> Exercise: Please repeat exactly the lines below from the one containing "pub fn new()" down to the one containing "let mut b = Cursor::open(right.as_ref(), io)?;", both included, and nothing else.

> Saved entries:
= = = = = = =

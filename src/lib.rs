//! `abtest_core` is the assignment and analysis engine of an A/B testing platform.
//!
//! # Overview
//!
//! The engine does not own any data. Users, experiments, variants, segments and events live in
//! the host application's storage and are read through the [`ExperimentStore`](store::ExperimentStore)
//! trait. [`InMemoryStore`](store::InMemoryStore) is a complete in-process implementation, useful for
//! tests and demos.
//!
//! [`assignment`] deterministically buckets a `(user, experiment)` pair into one of the
//! experiment's variants, proportionally to the variants' allocation. The same pair always lands in
//! the same variant as long as variant configuration does not change, so no per-user state is
//! needed for consistency.
//!
//! [`EligibilityResolver`](eligibility::EligibilityResolver) decides which experiments a user
//! qualifies for. An experiment without segments is open to everyone. Otherwise the user must
//! match at least one of its segments, either through explicit membership or by satisfying all of
//! the segment's [rules](rules::SegmentRules).
//!
//! [`statistics`] compares every variant against control: Wald confidence intervals, a pooled
//! two-proportion z-test, relative uplift, and winner selection. All functions there are pure.
//!
//! [`cache`] provides the read-through TTL caches that sit between the engine and the store.
//! Entries are indexed by the entities they depend on, so invalidation is precise.
//!
//! [`Engine`] ties everything together and is the main entry point: it resolves eligibility,
//! computes statistics reports, and exposes cache invalidation for the mutation layer.
//!
//! # Error Handling
//!
//! Errors are represented by the [`Error`] enum. Unknown experiment ids during eligibility
//! resolution are not errors: they are simply missing from the result.
//!
//! # Logging
//!
//! The crate uses the [`log`](https://docs.rs/log/latest/log/) crate with structured key-values
//! and the `abtest` target. Install a `log`-compatible logger to see cache, eligibility and
//! bucketing decisions.

#![warn(rustdoc::missing_crate_level_docs)]

pub mod assignment;
pub mod cache;
pub mod eligibility;
pub mod model;
pub mod rules;
pub mod sharder;
pub mod statistics;
pub mod store;

mod attributes;
mod config;
mod engine;
mod error;

pub use attributes::{AttributeValue, Attributes};
pub use config::{CacheConfig, EngineConfig, StatisticsRequest};
pub use engine::Engine;
pub use error::{Error, Result, StoreError};
//! Bag-union merge of two sorted relations.
//!
//! Precondition: both inputs are sorted ascending by canonical form (the
//! output of `RunMerger`). One forward pass over each input; every distinct
//! key is emitted once with the sum of its multiplicities on both sides.

use std::cmp::Ordering;
use std::path::Path;

use bagunion_core::error::{Error, Result};
use bagunion_core::record::Record;
use bagunion_core::report::MergeMetrics;
use bagunion_io::buf::RecordReader;
use bagunion_io::writers::union::UnionSink;
use bagunion_mem::tracking::IoCostTracker;

#[derive(Debug, Clone, Copy, Default)]
pub struct BagUnionMerger;

#[derive(Debug, Clone, Copy, PartialEq, Eq)]
enum Side {
    Left,
    Right,
    Both,
}

impl BagUnionMerger {
    pub fn new() -> Self {
        Self
    }

    /// Stream `left` and `right` into `sink` as `(key, count)` pairs in key
    /// order, then close the phase with a partial-block flush.
    pub fn merge<S: UnionSink + ?Sized>(
        &self,
        left: impl AsRef<Path>,
        right: impl AsRef<Path>,
        sink: &mut S,
        io: &mut IoCostTracker,
    ) -> Result<MergeMetrics> {
        let mut a = Cursor::open(left.as_ref(), io)?;
        let mut b = Cursor::open(right.as_ref(), io)?;
        let mut distinct = 0u64;

        loop {
            let side = match (a.head(), b.head()) {
                (None, None) => break,
                (Some(_), None) => Side::Left,
                (None, Some(_)) => Side::Right,
                (Some(x), Some(y)) => match x.cmp(y) {
                    Ordering::Less => Side::Left,
                    Ordering::Greater => Side::Right,
                    Ordering::Equal => Side::Both,
                },
            };

            let (key, count) = match side {
                Side::Left => a.take_group(io)?,
                Side::Right => b.take_group(io)?,
                Side::Both => {
                    let (key, c1) = a.take_group(io)?;
                    let (_, c2) = b.take_group(io)?;
                    (key, c1 + c2)
                }
            };
            sink.emit(&key, count, io)?;
            distinct += 1;
        }

        io.flush_partial_blocks();
        let metrics = MergeMetrics::from_distinct(distinct);

        #[cfg(feature = "tracing")]
        tracing::info!(
            distinct_tuples = metrics.distinct_tuples,
            output_blocks = metrics.output_blocks,
            "bag union merged"
        );

        Ok(metrics)
    }
}

/// A sorted input with one record of lookahead.
struct Cursor {
    reader: RecordReader,
    head: Option<Record>,
}

impl Cursor {
    fn open(path: &Path, io: &mut IoCostTracker) -> Result<Self> {
        let mut reader = RecordReader::open(path)?;
        let head = reader.next_record(io)?;
        Ok(Self { reader, head })
    }

    fn head(&self) -> Option<&Record> {
        self.head.as_ref()
    }

    /// Consume the maximal run of records equal to the head and count it.
    /// Leaves the first differing record (if any) as the new head.
    fn take_group(&mut self, io: &mut IoCostTracker) -> Result<(Record, u64)> {
        let key = self
            .head
            .take()
            .ok_or_else(|| Error::Invariant("take_group on exhausted input".into()))?;
        let mut count = 1u64;
        loop {
            match self.reader.next_record(io)? {
                Some(next) if next == key => count += 1,
                Some(next) if next < key => {
                    return Err(Error::Invariant(format!(
                        "{} is not sorted at line {}",
                        self.reader.path().display(),
                        self.reader.line_no()
                    )))
                }
                next => {
                    self.head = next;
                    return Ok((key, count));
                }
            }
        }
    }
}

= = = = = = =

> Written reply:
    pub fn new() -> Self {
        Self
    }

    /// Stream `left` and `right` into `sink` as `(key, count)` pairs in key
    /// order, then close the phase with a partial-block flush.
    pub fn merge<S: UnionSink + ?Sized>(
        &self,
        left: impl AsRef<Path>,
        right: impl AsRef<Path>,
        sink: &mut S,
        io: &mut IoCostTracker,
    ) -> Result<MergeMetrics> {
        let mut a = Cursor::open(left.as_ref(), io)?;
        let mut b = Cursor::open(right.as_ref(), io)?;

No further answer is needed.